S4 solves this completely:
| Approach | 1 Billion Objects | Files on Disk |
|---|---|---|
| Traditional (1 file per object) | 1,000,000,000 inodes | 1,000,000,000 |
| S4 (append-only volumes) | ~1,000 inodes | ~1,000 |
Storage Strategy
S4 stores objects differently based on their size:
All Objects
Stored in append-only volume files. Each volume is approximately 1GB. When a volume fills up, a new one is created. Volumes are the single source of truth for object data — no data is stored exclusively in the metadata database.
Metadata
Stored in fjall (LSM-tree, MVCC, LZ4 compression) with separate keyspaces for different data types (objects, versions, buckets, IAM, dedup).
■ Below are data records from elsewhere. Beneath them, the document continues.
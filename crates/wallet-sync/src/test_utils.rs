//! Fixtures shared by the unit tests

use serde_json::{Value, json};
use wallet_sync_core::{ChainFamily, EventKind, NetworkId, NormalizedEvent, RawEvent};

pub const EVM_ALICE: &str = "0xf39Fd6e51aad88F6F4ce6aB8827279cffFb92266";
pub const EVM_BOB: &str = "0x70997970C51812dc3A010C7d01b50e0d17dc79C8";
pub const SOL_ALICE: &str = "TokenkegQfeZyiNwAJbNbGKPFXCWuBvf9Ss623VQ5DA";
pub const SOL_BOB: &str = "ATokenGPvbdGVxr1b2hvZbsiqW5xWH25efTNsLJA8knL";

pub const SESSION: &str = "page-1";
pub const TIMESTAMP: u64 = 1_700_000_000_000;

pub fn event(chain: ChainFamily, kind: EventKind) -> NormalizedEvent {
    NormalizedEvent { chain, session_id: SESSION.to_string(), timestamp: TIMESTAMP, kind }
}

pub fn evm_connect(address: &str, chain_id: u64) -> NormalizedEvent {
    event(
        ChainFamily::Evm,
        EventKind::Connected { address: address.to_string(), network: NetworkId::Evm(chain_id) },
    )
}

pub fn sol_connect(address: &str) -> NormalizedEvent {
    event(
        ChainFamily::Solana,
        EventKind::Connected { address: address.to_string(), network: NetworkId::solana_devnet() },
    )
}

pub fn evm_network_change(chain_id: u64) -> NormalizedEvent {
    event(ChainFamily::Evm, EventKind::NetworkChange { network: NetworkId::Evm(chain_id) })
}

pub fn connect_failed(reason: &str) -> EventKind {
    EventKind::ConnectFailed { reason: reason.to_string() }
}

pub fn raw_event(chain: &str, kind: &str) -> RawEvent {
    RawEvent {
        session_id: Some(SESSION.to_string()),
        timestamp: Some(TIMESTAMP),
        ..RawEvent::new(chain, kind)
    }
}

pub fn raw_evm_connect(address: &str, network: Value) -> RawEvent {
    RawEvent { address: Some(address.to_string()), network_id: Some(network), ..raw_event("evm", "connect") }
}

pub fn raw_sol_connect(address: &str) -> RawEvent {
    RawEvent {
        address: Some(address.to_string()),
        network_id: Some(json!("devnet")),
        ..raw_event("solana", "connect")
    }
}

pub fn raw_network_change(chain: &str, network: Value) -> RawEvent {
    RawEvent { network_id: Some(network), ..raw_event(chain, "network_change") }
}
Fjall provides lock-free concurrent reads, atomic cross-keyspace batch writes, and native prefix scans.
Data Layout on Disk
/data/
+-- metadata_db/ # Metadata (fjall LSM directory)
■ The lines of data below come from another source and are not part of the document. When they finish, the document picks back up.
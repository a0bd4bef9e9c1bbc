//! tests for the `SyncApi` command surface

use crate::utils::*;
use futures::StreamExt;
use serde_json::json;
use std::sync::{
    Arc,
    atomic::{AtomicU64, Ordering},
};
use wallet_sync::{CommandError, SyncConfig, build};
use wallet_sync_core::{
    ChainFamily, RawEvent, WalletStatus,
    command::{CommandKind, ServerMessage},
};

fn raw(value: serde_json::Value) -> RawEvent {
    serde_json::from_value(value).unwrap()
}

#[tokio::test(flavor = "multi_thread")]
async fn connect_is_forwarded_and_optimistic() {
    let (api, service) = build(&SyncConfig::test());
    tokio::spawn(service);

    let mut outbound = api.subscribe_outbound();
    let mut snapshots = api.new_snapshot_notifications();

    let cmd = api.connect(ChainFamily::Solana).unwrap();
    assert_eq!(cmd.command, CommandKind::Connect);

    match outbound.next().await.unwrap() {
        ServerMessage::Command(forwarded) => assert_eq!(forwarded, cmd),
        msg => panic!("unexpected message {msg:?}"),
    }
    let snapshot = snapshots.next().await.unwrap();
    assert_eq!(snapshot.status(ChainFamily::Solana), WalletStatus::Connecting);
    assert_eq!(api.snapshot().sequence, snapshot.sequence);
}

#[tokio::test(flavor = "multi_thread")]
async fn sign_and_transfer_require_connection() {
    let (api, service) = build(&SyncConfig::test());
    tokio::spawn(service);

    assert_eq!(
        api.sign(ChainFamily::Evm, "hello").unwrap_err(),
        CommandError::NotConnected { chain: ChainFamily::Evm, status: WalletStatus::Disconnected }
    );

    // wrong network
    api.ingest(raw(evm_connect(EVM_ALICE, json!(1)))).await.unwrap();
    wait_processed(&api, 1).await;
    assert_eq!(
        api.transfer(ChainFamily::Evm, EVM_BOB, "0.1").unwrap_err(),
        CommandError::NotConnected { chain: ChainFamily::Evm, status: WalletStatus::WrongNetwork }
    );

    api.ingest(raw(event("evm", "network_change", json!({ "networkId": 84532 })))).await.unwrap();
    wait_processed(&api, 2).await;
    let cmd = api.transfer(ChainFamily::Evm, EVM_BOB.to_lowercase(), "0.1000").unwrap();
    assert_eq!(cmd.params.to.as_deref(), Some(EVM_BOB));
    assert_eq!(cmd.params.amount.as_deref(), Some("0.1"));
    assert!(api.sign(ChainFamily::Evm, "hello").is_ok());

    assert!(matches!(
        api.transfer(ChainFamily::Evm, EVM_BOB, "0.1234567890123456789"),
        Err(CommandError::InvalidParams(_))
    ));
    assert!(matches!(api.sign(ChainFamily::Evm, "  "), Err(CommandError::InvalidParams(_))));
}

#[tokio::test(flavor = "multi_thread")]
async fn saturated_ledger_rejects_transfers() {
    let (api, service) = build(&SyncConfig::test().with_ledger_capacity(1));
    tokio::spawn(service);

    api.ingest(raw(sol_connect(SOL_ALICE))).await.unwrap();
    api.ingest(raw(event(
        "solana",
        "transfer_initiated",
        json!({ "txId": "tx1", "to": SOL_BOB, "amount": "0.1" }),
    )))
    .await
    .unwrap();
    wait_processed(&api, 2).await;
    assert!(api.snapshot().ledger_saturated);

    assert_eq!(
        api.transfer(ChainFamily::Solana, SOL_BOB, "0.1").unwrap_err().to_string(),
        "transaction ledger is saturated with 1 pending records"
    );
    // signing does not need a ledger slot up front
    assert!(api.sign(ChainFamily::Solana, "hello").is_ok());

    api.ingest(raw(event("solana", "transfer_confirmed", json!({ "txId": "tx1" })))).await.unwrap();
    wait_processed(&api, 3).await;
    assert!(!api.snapshot().ledger_saturated);
    assert!(api.transfer(ChainFamily::Solana, SOL_BOB, "0.1").is_ok());
}

#[tokio::test(flavor = "multi_thread")]
async fn full_queue_fails_fast() {
    let (api, service) = build(&SyncConfig::test().with_queue_capacity(1));

    // nothing drains the queue yet
    api.connect(ChainFamily::Evm).unwrap();
    assert_eq!(api.connect(ChainFamily::Solana).unwrap_err(), CommandError::QueueFull);
    assert_eq!(api.try_ingest(RawEvent::new("evm", "disconnect")).unwrap_err(), CommandError::QueueFull);

    drop(service);
    assert_eq!(api.connect(ChainFamily::Solana).unwrap_err(), CommandError::Closed);
    assert_eq!(api.ingest(RawEvent::new("evm", "disconnect")).await.unwrap_err(), CommandError::Closed);
}

#[tokio::test(flavor = "multi_thread")]
async fn change_callbacks() {
    let (api, service) = build(&SyncConfig::test());
    tokio::spawn(service);

    let last = Arc::new(AtomicU64::new(0));
    let seen = Arc::clone(&last);
    api.on_change(move |snapshot| seen.store(snapshot.sequence, Ordering::SeqCst));

    api.ingest(raw(evm_connect(EVM_ALICE, json!(84532)))).await.unwrap();
    api.ingest(raw(sol_connect(SOL_ALICE))).await.unwrap();
    wait_processed(&api, 2).await;
    assert_eq!(last.load(Ordering::SeqCst), 2);
    assert_eq!(api.snapshot().sequence, 2);

    let summary = api.agent_summary(Some(0));
    assert!(summary.starts_with("Wallet status:\n- EVM: Connected (0xf39F...2266) on network 84532\n"));
    assert!(summary.ends_with("Recent transactions:\n- none\n"));
}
+-- volumes/ # Object data (minimal files)
| +-- volume_000001.dat # ~1GB append-only log
| +-- volume_000002.dat
| +-- ...
+-- temp/ # Multipart uploads (temporary)
Key Data Structures
BlobHeader
Each object in a volume file is preceded by a header:
struct BlobHeader {
crc: u32, // CRC32 checksum (bit-rot protection)
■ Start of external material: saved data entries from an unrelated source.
//! Per chain family session state machine

use std::{collections::HashMap, time::Duration};
use tokio::time::Instant;
use wallet_sync_core::{
    ChainFamily, ConnectFailure, EventKind, NetworkId, NormalizedEvent, WalletSession,
    WalletStatus,
};

use crate::error::{IngestError, SessionTimeoutError, StaleEventError};

/// Result of applying an event that passed validation.
#[derive(Clone, Copy, Debug, PartialEq, Eq)]
pub enum ApplyOutcome {
    /// State changed, a new snapshot is due
    Changed,
    /// The event carried no new information
    Unchanged,
}

#[derive(Clone, Debug)]
struct TrackedSession {
    session: WalletSession,
    /// when the last inbound event for this session arrived
    last_seen: Instant,
}

/// Holds the current connection of every chain family.
///
/// There is at most one session per family, a family without a session is `Disconnected`.
#[derive(Debug, Default)]
pub struct SessionStore {
    sessions: HashMap<ChainFamily, TrackedSession>,
    /// network each family is expected on, any network if absent
    expected: HashMap<ChainFamily, NetworkId>,
    /// last failed connect attempt per family
    failures: HashMap<ChainFamily, ConnectFailure>,
}

// === impl SessionStore ===

impl SessionStore {
    pub fn new(expected: impl IntoIterator<Item = NetworkId>) -> Self {
        Self {
            expected: expected.into_iter().map(|network| (network.family(), network)).collect(),
            ..Default::default()
        }
    }

    pub fn status(&self, chain: ChainFamily) -> WalletStatus {
        self.sessions.get(&chain).map(|t| t.session.status).unwrap_or_default()
    }

    pub fn get(&self, chain: ChainFamily) -> Option<&WalletSession> {
        self.sessions.get(&chain).map(|t| &t.session)
    }

    /// All sessions, ordered by chain family.
    pub fn sessions(&self) -> Vec<WalletSession> {
        ChainFamily::ALL.iter().filter_map(|chain| self.get(*chain).cloned()).collect()
    }

    pub fn failures(&self) -> Vec<ConnectFailure> {
        ChainFamily::ALL.iter().filter_map(|chain| self.failures.get(chain).cloned()).collect()
    }

    /// Whether `network` is the one wallets of its family are expected on.
    pub fn is_expected(&self, network: &NetworkId) -> bool {
        self.expected.get(&network.family()).is_none_or(|expected| expected == network)
    }

    /// Marks an event of `session_id` as observed, which keeps the session alive.
    ///
    /// Returns false if there is no matching session.
    pub fn touch(&mut self, chain: ChainFamily, session_id: &str, now: Instant) -> bool {
        match self.sessions.get_mut(&chain) {
            Some(tracked)
                if tracked.session.status == WalletStatus::Connecting ||
                    tracked.session.session_id == session_id =>
            {
                tracked.last_seen = now;
                true
            }
            _ => false,
        }
    }

    /// Optimistically moves a disconnected family to `Connecting` after a connect request.
    ///
    /// Returns false if the family already has a session.
    pub fn begin_connect(&mut self, chain: ChainFamily, now: Instant) -> bool {
        if self.sessions.contains_key(&chain) {
            return false
        }
        trace!(target: "sync::session", %chain, "connecting");
        let session = WalletSession {
            chain_family: chain,
            session_id: String::new(),
            address: String::new(),
            connected_at: 0,
            network_id: None,
            status: WalletStatus::Connecting,
        };
        self.sessions.insert(chain, TrackedSession { session, last_seen: now });
        true
    }

    /// Applies a session event.
    ///
    /// Transaction events are not handled here, see [`crate::ledger::TransactionLedger`].
    pub fn apply(
        &mut self,
        event: &NormalizedEvent,
        now: Instant,
    ) -> Result<ApplyOutcome, IngestError> {
        let chain = event.chain;
        match &event.kind {
            EventKind::Connected { address, network } => {
                Ok(self.on_connected(chain, &event.session_id, address, network, event.timestamp, now))
            }
            EventKind::ConnectFailed { reason } => self.on_connect_failed(chain, reason, event),
            EventKind::Disconnect => self.on_disconnect(event),
            EventKind::NetworkChange { network } => self.on_network_change(event, network),
            EventKind::State { address, network } => self.on_state(event, address, network, now),
            _ => Err(IngestError::InvalidTransition {
                chain,
                status: self.status(chain),
                event: event.tag(),
            }),
        }
    }

    /// Removes every session that was silent for longer than `timeout`.
    pub fn evict_expired(&mut self, now: Instant, timeout: Duration) -> Vec<SessionTimeoutError> {
        let mut expired = Vec::new();
        self.sessions.retain(|chain, tracked| {
            let silent = now.saturating_duration_since(tracked.last_seen);
            if silent > timeout {
                expired.push(SessionTimeoutError { chain: *chain, silent_ms: silent.as_millis() });
                return false
            }
            true
        });
        expired
    }

    fn on_connected(
        &mut self,
        chain: ChainFamily,
        session_id: &str,
        address: &str,
        network: &NetworkId,
        timestamp: u64,
        now: Instant,
    ) -> ApplyOutcome {
        let status =
            if self.is_expected(network) { WalletStatus::Connected } else { WalletStatus::WrongNetwork };

        if let Some(tracked) = self.sessions.get_mut(&chain) &&
            tracked.session.status.is_active() &&
            tracked.session.address == address
        {
            tracked.last_seen = now;
            let session = &mut tracked.session;
            if session.session_id == session_id &&
                session.network_id.as_ref() == Some(network) &&
                session.status == status
            {
                return ApplyOutcome::Unchanged
            }
            debug!(target: "sync::session", %chain, %network, %status, "connection updated");
            session.session_id = session_id.to_string();
            session.network_id = Some(network.clone());
            session.status = status;
            return ApplyOutcome::Changed
        }

        if let Some(previous) = self.get(chain) &&
            previous.status.is_active()
        {
            debug!(target: "sync::session", %chain, previous = %previous.address, "wallet account switched");
        }
        debug!(target: "sync::session", %chain, %address, %network, %status, "wallet connected");
        self.failures.remove(&chain);
        let session = WalletSession {
            chain_family: chain,
            session_id: session_id.to_string(),
            address: address.to_string(),
            connected_at: timestamp,
            network_id: Some(network.clone()),
            status,
        };
        self.sessions.insert(chain, TrackedSession { session, last_seen: now });
        ApplyOutcome::Changed
    }

    fn on_connect_failed(
        &mut self,
        chain: ChainFamily,
        reason: &str,
        event: &NormalizedEvent,
    ) -> Result<ApplyOutcome, IngestError> {
        let status = self.status(chain);
        if status.is_active() {
            return Err(IngestError::InvalidTransition { chain, status, event: event.tag() })
        }
        // passes through `Error`, which is not retained once the failure is recorded
        debug!(target: "sync::session", %chain, %reason, from = %status, to = %WalletStatus::Error, "connect failed");
        self.sessions.remove(&chain);
        self.failures.insert(
            chain,
            ConnectFailure { chain_family: chain, reason: reason.to_string(), at: event.timestamp },
        );
        trace!(target: "sync::session", %chain, "reverted to disconnected");
        Ok(ApplyOutcome::Changed)
    }

    fn on_disconnect(&mut self, event: &NormalizedEvent) -> Result<ApplyOutcome, IngestError> {
        let chain = event.chain;
        let Some(tracked) = self.sessions.get(&chain) else {
            return Err(stale(event, "no active session"))
        };
        if tracked.session.status != WalletStatus::Connecting &&
            tracked.session.session_id != event.session_id
        {
            return Err(stale(event, "session id does not match the active session"))
        }
        debug!(target: "sync::session", %chain, "wallet disconnected");
        self.sessions.remove(&chain);
        Ok(ApplyOutcome::Changed)
    }

    fn on_network_change(
        &mut self,
        event: &NormalizedEvent,
        network: &NetworkId,
    ) -> Result<ApplyOutcome, IngestError> {
        let chain = event.chain;
        let expected = self.is_expected(network);
        let Some(tracked) = self.sessions.get_mut(&chain) else {
            return Err(stale(event, "no active session"))
        };
        let session = &mut tracked.session;
        if !session.status.is_active() {
            return Err(IngestError::InvalidTransition {
                chain,
                status: session.status,
                event: event.tag(),
            })
        }

        let status = if expected { WalletStatus::Connected } else { WalletStatus::WrongNetwork };
        if session.network_id.as_ref() == Some(network) && session.status == status {
            return Ok(ApplyOutcome::Unchanged)
        }
        debug!(target: "sync::session", %chain, %network, from = %session.status, to = %status, "network changed");
        session.network_id = Some(network.clone());
        session.status = status;
        Ok(ApplyOutcome::Changed)
    }

    /// Reconciles a full state report with the store.
    fn on_state(
        &mut self,
        event: &NormalizedEvent,
        address: &Option<String>,
        network: &Option<NetworkId>,
        now: Instant,
    ) -> Result<ApplyOutcome, IngestError> {
        let chain = event.chain;
        let current = self.get(chain).filter(|s| s.status.is_active()).cloned();

        match (current, address) {
            // nothing connected on either side
            (None, None) => Ok(ApplyOutcome::Unchanged),
            // connected without us noticing
            (None, Some(address)) => {
                let Some(network) = network else {
                    return Err(IngestError::Malformed(
                        wallet_sync_core::MalformedEventError::MissingField("networkId"),
                    ))
                };
                Ok(self.on_connected(chain, &event.session_id, address, network, event.timestamp, now))
            }
            // disconnected without us noticing
            (Some(_), None) => {
                debug!(target: "sync::session", %chain, "wallet gone according to state report");
                self.sessions.remove(&chain);
                Ok(ApplyOutcome::Changed)
            }
            (Some(session), Some(address)) => {
                let network = network.as_ref().or(session.network_id.as_ref());
                match network {
                    Some(network) if *address != session.address || session.network_id.as_ref() != Some(network) => {
                        Ok(self.on_connected(chain, &event.session_id, address, network, event.timestamp, now))
                    }
                    _ => {
                        self.touch(chain, &session.session_id, now);
                        Ok(ApplyOutcome::Unchanged)
                    }
                }
            }
        }
    }
}

fn stale(event: &NormalizedEvent, reason: &'static str) -> IngestError {
    StaleEventError { chain: event.chain, event: event.tag(), reason }.into()
}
timestamp: u64, // Write timestamp
key_len: u32, // Length of the object key
blob_len: u64, // Length of the object data
is_deleted: bool, // Tombstone marker
}
IndexRecord
Metadata for each object is stored in fjall:
struct IndexRecord {
file_id: u32, // Volume number (volume_000042.dat)
offset: u64, // Byte offset within the volume
size: u64, // Object size in bytes
// S3 metadata
etag: String,
content_type: String,
metadata: HashMap<String, String>,
// Deduplication
content_hash: [u8; 32], // SHA-256 hash
// Versioning
version_id: Option<String>,
// Object Lock
retention_mode: Option<RetentionMode>,
retain_until_timestamp: Option<u64>,
legal_hold: bool,
}
Crash Recovery
S4 guarantees data integrity through:
- fsync on every write — data is durable before returning HTTP 200
- CRC32 checksums — every blob is verified on read
- Atomic batch writes — metadata updates in fjall are atomic across keyspaces
- Recovery on startup — the engine scans volumes and rebuilds the index if needed
Volume Compaction
Over time, deleted objects leave gaps in volume files. The background compactor reclaims this space by:
- Scanning volumes for tombstoned or unreferenced blobs
- Copying live data to new volumes
- Removing old volumes
This process runs in the background without blocking reads or writes.